How Praise Operates: “Our language tells children what we believe and what we value”

Let me tell you about our work with the pre-adolescents. We brought fifth graders to a room in their school and gave them ten problems from a non-verbal IQ test in which they were asked to complete the matrix with the pattern that completes the series going both down and across.

The initial problems were pretty doable so most kids did well, and after they finished the ten problems we gave them feedback.

A third of the kids got intelligence praise: “Wow, that’s a really good score. You must be smart at this.”

A third of them got process praise, and that refers to the process the child engaged in. In this case we praised effort: “Wow, that’s a really good score. You must have tried really hard.”

And a third group got something like “good job”: “Wow, that’s a really good score.”

I won’t talk a lot about this last one because it was in the middle—not as good as process praise but not as bad as intelligence praise.

What happened?

Our results were so striking we did the study six times, with kids from different backgrounds, from different regions of the country, and we found the same thing over and over. What I’m going to tell you is a composite of the six studies.

The first thing we found was that, yes indeed, praising intelligence put kids in more of a fixed mindset compared to praising effort. But the most amazing thing was that praising intelligence instantly turned the children into non-learners.

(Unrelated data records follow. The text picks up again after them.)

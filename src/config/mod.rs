// src/config/mod.rs
pub mod consts;
pub mod file;
pub mod options;
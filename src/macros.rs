// src/macros.rs

/// `s!()` is an empty `String`; `s!(x)` is `String::from(x)`.
#[macro_export]
macro_rules! s {
    () => {
        ::std::string::String::new()
    };
    ($expr:expr) => {
        ::std::string::String::from($expr)
    };
}

/// Concatenate string slices into a new `String`: `join!(base, "/", id)`.
#[macro_export]
macro_rules! join {
    ($first:expr $(, $rest:expr)+ $(,)?) => {{
        let mut out = ::std::string::String::from($first);
        $( out.push_str($rest); )+
        out
    }};
}
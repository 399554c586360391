// src/specs/mod.rs
//! # Page "specs"
//!
//! One module per remote page, each encoding *where the data lives in the
//! HTML* and *how to extract it*:
//!
//! - `search` – the paged search-results fragment: query construction and
//!   listing-id extraction.
//! - `job_posting` – the per-listing detail document: fixed fields, the
//!   criteria list, and the description blocks.
//!
//! Specs are pure: they take HTML text (or query inputs) and return values.
//! Fetching, retries, paging and export live in `core::net`, `scrape` and
//! `file`. Specs should stay testable offline against saved fixtures.
pub mod job_posting;
pub mod search;
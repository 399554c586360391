// src/config/file.rs
//! Optional `key = value` config file, applied on top of the defaults and
//! under any CLI flags.
//!
//! ```text
//! # job_scrape.conf
//! location = Berlin, Germany
//! keywords = Rust
//! filter.experience = 2,3
//! formats = csv,jsonl
//! ```
use std::{fs, path::Path, time::Duration};

use tracing::debug;

use super::options::AppOptions;
use crate::error::ConfigError;

/// Load `path` into `opts`. A missing file leaves `opts` untouched.
pub fn load(path: &Path, opts: &mut AppOptions) -> Result<bool, ConfigError> {
    if !path.exists() {
        return Ok(false);
    }
    let text = fs::read_to_string(path).map_err(|source| ConfigError::Read {
        path: path.display().to_string(),
        source,
    })?;
    parse(&text, opts)?;
    debug!("Loaded config from {}", path.display());
    Ok(true)
}

pub fn parse(text: &str, opts: &mut AppOptions) -> Result<(), ConfigError> {
    for (idx, line) in text.lines().enumerate() {
        let line = line.trim();
        if line.is_empty() || line.starts_with('#') { continue; }
        let Some(eq) = line.find('=') else { continue };
        let key = line[..eq].trim();
        let val = line[eq + 1..].trim();

        let bad = || ConfigError::InvalidValue {
            line: idx + 1,
            key: key.to_string(),
            value: val.to_string(),
        };

        let scrape = &mut opts.scrape;
        match key {
            "location" => scrape.query.location = non_empty(val),
            "keywords" => scrape.query.keywords = non_empty(val),
            "geo_id" => scrape.query.geo_id = non_empty(val),
            "search_url" => scrape.search_url = non_empty(val),
            "total" => scrape.total_estimate = val.parse().map_err(|_| bad())?,
            "per_page" => {
                scrape.per_page = val.parse().ok().filter(|n| *n > 0).ok_or_else(bad)?
            }
            "dedup" => scrape.dedup = val.parse().map_err(|_| bad())?,
            "workers" => scrape.workers = val.parse().map_err(|_| bad())?,
            "retries" => scrape.retry.max_retries = val.parse().map_err(|_| bad())?,
            "backoff_secs" => {
                scrape.retry.backoff = Duration::from_secs(val.parse().map_err(|_| bad())?)
            }
            "timeout_secs" => {
                scrape.timeout = Duration::from_secs(val.parse().map_err(|_| bad())?)
            }
            "pause_ms" => scrape.pause = Duration::from_millis(val.parse().map_err(|_| bad())?),
            "api_base" => scrape.endpoints.api_base = val.to_string(),
            "formats" => {
                opts.export.formats = split_list(val)
                    .iter()
                    .map(|f| f.parse())
                    .collect::<Result<_, _>>()
                    .map_err(|_| bad())?;
            }
            "out_dir" => opts.export.out_dir = val.into(),
            _ => {
                if let Some(name) = key.strip_prefix("filter.") {
                    scrape.query.filters.insert(name.trim().to_string(), split_list(val));
                } else {
                    debug!("Ignoring unknown config key `{key}`");
                }
            }
        }
    }
    Ok(())
}

/// `name=v1,v2` as given on the command line.
pub fn parse_filter_arg(arg: &str) -> Result<(String, Vec<String>), ConfigError> {
    let (name, vals) = arg
        .split_once('=')
        .ok_or_else(|| ConfigError::InvalidFilter(arg.to_string()))?;
    let name = name.trim();
    if name.is_empty() {
        return Err(ConfigError::InvalidFilter(arg.to_string()));
    }
    Ok((name.to_string(), split_list(vals)))
}

fn split_list(s: &str) -> Vec<String> {
    s.split(',')
        .map(str::trim)
        .filter(|p| !p.is_empty())
        .map(String::from)
        .collect()
}

fn non_empty(s: &str) -> Option<String> {
    if s.is_empty() { None } else { Some(s.to_string()) }
}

After we praised them we gave them a choice. “What do you want to work on now?” We offered something in their comfort zone where they’d be sure not to make mistakes, they would do well, and essentially not risk the intelligence label they had just been given. We also offered a task that was hard and different; they might make mistakes and get confused, but they’d learn something important.

The majority of the students praised for intelligence wanted the task in their comfort zone so they would not put themselves at risk of losing that positive judgment. But the overwhelming majority of students who were praised for their effort chose the difficult task they could learn from—over and over. It was quite a striking and consistent finding.

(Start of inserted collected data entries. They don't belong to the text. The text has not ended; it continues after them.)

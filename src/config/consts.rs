// src/config/consts.rs

// Net config
pub const API_BASE: &str = "https://www.linkedin.com/jobs-guest/jobs/api";
pub const SEARCH_PATH: &str = "/seeMoreJobPostings/search";
pub const POSTING_PATH: &str = "/jobPosting/";

// The guest endpoints reject requests without a believable browser identity.
pub const USER_AGENT: &str = "Mozilla/5.0 (Windows NT 10.0; Win64; x64) \
AppleWebKit/537.36 (KHTML, like Gecko) Chrome/107.0.0.0 Safari/537.36";

pub const REQUEST_TIMEOUT_SECS: u64 = 30;
pub const MAX_RETRIES: u32 = 3;
pub const BACKOFF_SECS: u64 = 5;

// Paging
pub const PAGE_PARAM: &str = "start";
pub const PER_PAGE: usize = 25;
pub const DEFAULT_TOTAL_ESTIMATE: usize = 100;

// Search
pub const DEFAULT_KEYWORDS: &str = "Python (Programming Language)";

/// Logical filter name -> provider query key.
pub const FILTER_CATALOG: [(&str, &str); 6] = [
    ("experience", "f_E"),     // e.g. 2,3 for Associate, Mid-Senior
    ("job_type", "f_JT"),      // F, P, C, I
    ("job_function", "f_JC"),
    ("company_size", "f_SB"),
    ("remote", "f_WT"),        // 1 on-site, 2 remote, 3 hybrid
    ("posted", "f_TPR"),       // r2592000 = past 30 days
];

// Concurrency
pub const WORKERS: usize = 1;
pub const REQUEST_PAUSE_MS: u64 = 250; // be polite
pub const JITTER_MS: u64 = 100; // extra 0..100 ms

// Export
pub const DEFAULT_OUT_DIR: &str = "out";
pub const FILE_PREFIX: &str = "linkedin_jobs";
pub const DEFAULT_CONFIG_FILE: &str = "job_scrape.conf";
pub const XLSX_SHEET: &str = "Jobs";

// Local state
pub const STORE_DIR: &str = ".store";
pub const LOG_FILE: &str = "debug.log";

/// Provider key for a logical filter name, if it is one we forward.
pub fn provider_key(name: &str) -> Option<&'static str> {
    FILTER_CATALOG
        .iter()
        .find(|(logical, _)| *logical == name)
        .map(|(_, key)| *key)
}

Later we gave everyone a very difficult set of problems, and here we found that any confidence that had been instilled by the intelligence praise was short-lived. As soon as the problems became difficult the students praised for their intelligence lost their confidence.

If success meant they were smart then this struggling meant they were not. They stopped enjoying the task, they didn’t want to take it home to practice, and then when we looked at their performance—even later, when the problems became easier—it kept declining.

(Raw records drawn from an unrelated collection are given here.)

// src/cli.rs
use std::path::PathBuf;

use clap::Parser;
use color_eyre::eyre::{Result, WrapErr, bail};

use crate::config::{
    consts::{DEFAULT_CONFIG_FILE, DEFAULT_KEYWORDS},
    file as config_file,
    options::{AppOptions, Dedup, ExportFormat},
};
use crate::core::net::Gateway;
use crate::error::ConfigError;
use crate::progress::ConsoleProgress;
use crate::{file, runner};

/// Scrape public guest job listings into CSV/TSV/JSONL/XLSX.
#[derive(Debug, Parser)]
#[command(name = "job_scrape", version, about)]
pub struct Args {
    /// Free-text location, e.g. "Las Vegas, Nevada, United States"
    #[arg(short, long)]
    pub location: Option<String>,

    /// Search keywords [default: "Python (Programming Language)"]
    #[arg(short, long)]
    pub keywords: Option<String>,

    /// Provider geographic id
    #[arg(long)]
    pub geo_id: Option<String>,

    /// Filter as name=v1,v2 (experience, job_type, job_function,
    /// company_size, remote, posted). Repeatable.
    #[arg(short, long = "filter", value_name = "NAME=CODES")]
    pub filters: Vec<String>,

    /// Page through this search URL instead of building one
    #[arg(long, conflicts_with_all = ["keywords", "location", "geo_id", "filters"])]
    pub url: Option<String>,

    /// Estimated result count; decides how many pages are requested
    #[arg(short, long)]
    pub total: Option<usize>,

    #[arg(long)]
    pub per_page: Option<usize>,

    /// Duplicate ids across pages: keep | first
    #[arg(long)]
    pub dedup: Option<Dedup>,

    /// Parallel detail fetches
    #[arg(short, long)]
    pub workers: Option<usize>,

    /// Attempts per request while rate limited
    #[arg(long)]
    pub retries: Option<u32>,

    #[arg(long)]
    pub backoff_secs: Option<u64>,

    #[arg(long)]
    pub timeout_secs: Option<u64>,

    /// Output format: csv | tsv | jsonl | xlsx. Repeatable
    /// [default: csv, jsonl, xlsx]
    #[arg(long = "format")]
    pub formats: Vec<ExportFormat>,

    /// Output directory
    #[arg(short, long)]
    pub out: Option<PathBuf>,

    /// key = value config file
    #[arg(short, long)]
    pub config: Option<PathBuf>,

    /// Print listing ids and exit
    #[arg(long)]
    pub ids_only: bool,

    /// Re-read an escaped CSV/TSV export and write it as JSONL and XLSX
    #[arg(long, value_name = "FILE")]
    pub convert: Option<PathBuf>,

    #[arg(short, long)]
    pub verbose: bool,
}

impl Args {
    /// Defaults, then the config file, then flags.
    pub fn to_options(&self) -> Result<AppOptions> {
        let mut opts = AppOptions::default();

        let (path, explicit) = match &self.config {
            Some(p) => (p.clone(), true),
            None => (PathBuf::from(DEFAULT_CONFIG_FILE), false),
        };
        let loaded = config_file::load(&path, &mut opts)?;
        if explicit && !loaded {
            bail!("config file not found: {}", path.display());
        }

        let s = &mut opts.scrape;
        if let Some(v) = &self.location { s.query.location = Some(v.clone()); }
        if let Some(v) = &self.keywords { s.query.keywords = Some(v.clone()); }
        if let Some(v) = &self.geo_id { s.query.geo_id = Some(v.clone()); }
        for f in &self.filters {
            let (name, vals) = config_file::parse_filter_arg(f)?;
            s.query.filters.insert(name, vals);
        }
        if self.url.is_some() { s.search_url = self.url.clone(); }
        if let Some(v) = self.total { s.total_estimate = v; }
        if let Some(v) = self.per_page {
            if v == 0 {
                return Err(ConfigError::InvalidFlag { flag: s!("per-page"), value: v.to_string() }.into());
            }
            s.per_page = v;
        }
        if let Some(v) = self.dedup { s.dedup = v; }
        if let Some(v) = self.workers { s.workers = v; }
        if let Some(v) = self.retries { s.retry.max_retries = v; }
        if let Some(v) = self.backoff_secs { s.retry.backoff = std::time::Duration::from_secs(v); }
        if let Some(v) = self.timeout_secs { s.timeout = std::time::Duration::from_secs(v); }
        if s.query.keywords.is_none() {
            s.query.keywords = Some(s!(DEFAULT_KEYWORDS));
        }

        if !self.formats.is_empty() { opts.export.formats = self.formats.clone(); }
        if let Some(v) = &self.out { opts.export.out_dir = v.clone(); }
        Ok(opts)
    }
}

pub fn run() -> Result<()> {
    let args = Args::parse();
    crate::log::init(args.verbose);

    if let Some(src) = &args.convert {
        let written = file::convert(src, &[ExportFormat::Jsonl, ExportFormat::Xlsx])
            .wrap_err_with(|| format!("converting {}", src.display()))?;
        for dest in written {
            println!("Wrote {}", dest.display());
        }
        return Ok(());
    }

    let opts = args.to_options()?;

    if args.ids_only {
        let gateway = Gateway::http(opts.scrape.timeout, opts.scrape.retry)?;
        for id in runner::collect_ids(&gateway, &opts)? {
            println!("{id}");
        }
        return Ok(());
    }

    let mut progress = ConsoleProgress::default();
    let summary = runner::run(&opts, Some(&mut progress))?;

    for f in &summary.failures {
        eprintln!("Skipped {}: {}", f.job_id, f.error);
    }
    println!(
        "{} id(s), {} record(s), {} failure(s)",
        summary.ids_found,
        summary.records,
        summary.failures.len()
    );
    for path in &summary.files_written {
        println!("Wrote {}", path.display());
    }
    Ok(())
}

But when we looked at the students whose process was praised we found that they maintained their confidence, remained engaged during the difficult problems (many said those were their favorites), and kept gaining in performance on this IQ test.

The story doesn’t end there. We told the students that we were going to take this research to another school. “Would you fill out this paper,” we asked. “Don’t put your name on it, but write a note to a student in another school, telling them about your experience.”

We also left a little space for the

students to report their scores. What we found was that about forty percent of the students praised for intelligence lied. And only in one direction! Now wait a minute—it was anonymous, the note was to someone they would never meet. Why would they lie?

I think it means that, within a fixed mindset when your intelligence has been praised, admitting that you did poorly on something, that you made mistakes, is so undermining, so humiliating, you can’t even admit it to yourself.

I don’t think that’s how we want our kids to be. When they don’t understand something, when it’s difficult, when they’re struggling with something new—that should not be a time for them to hide it. It should be a time for them to address it or to ask for help or instruction.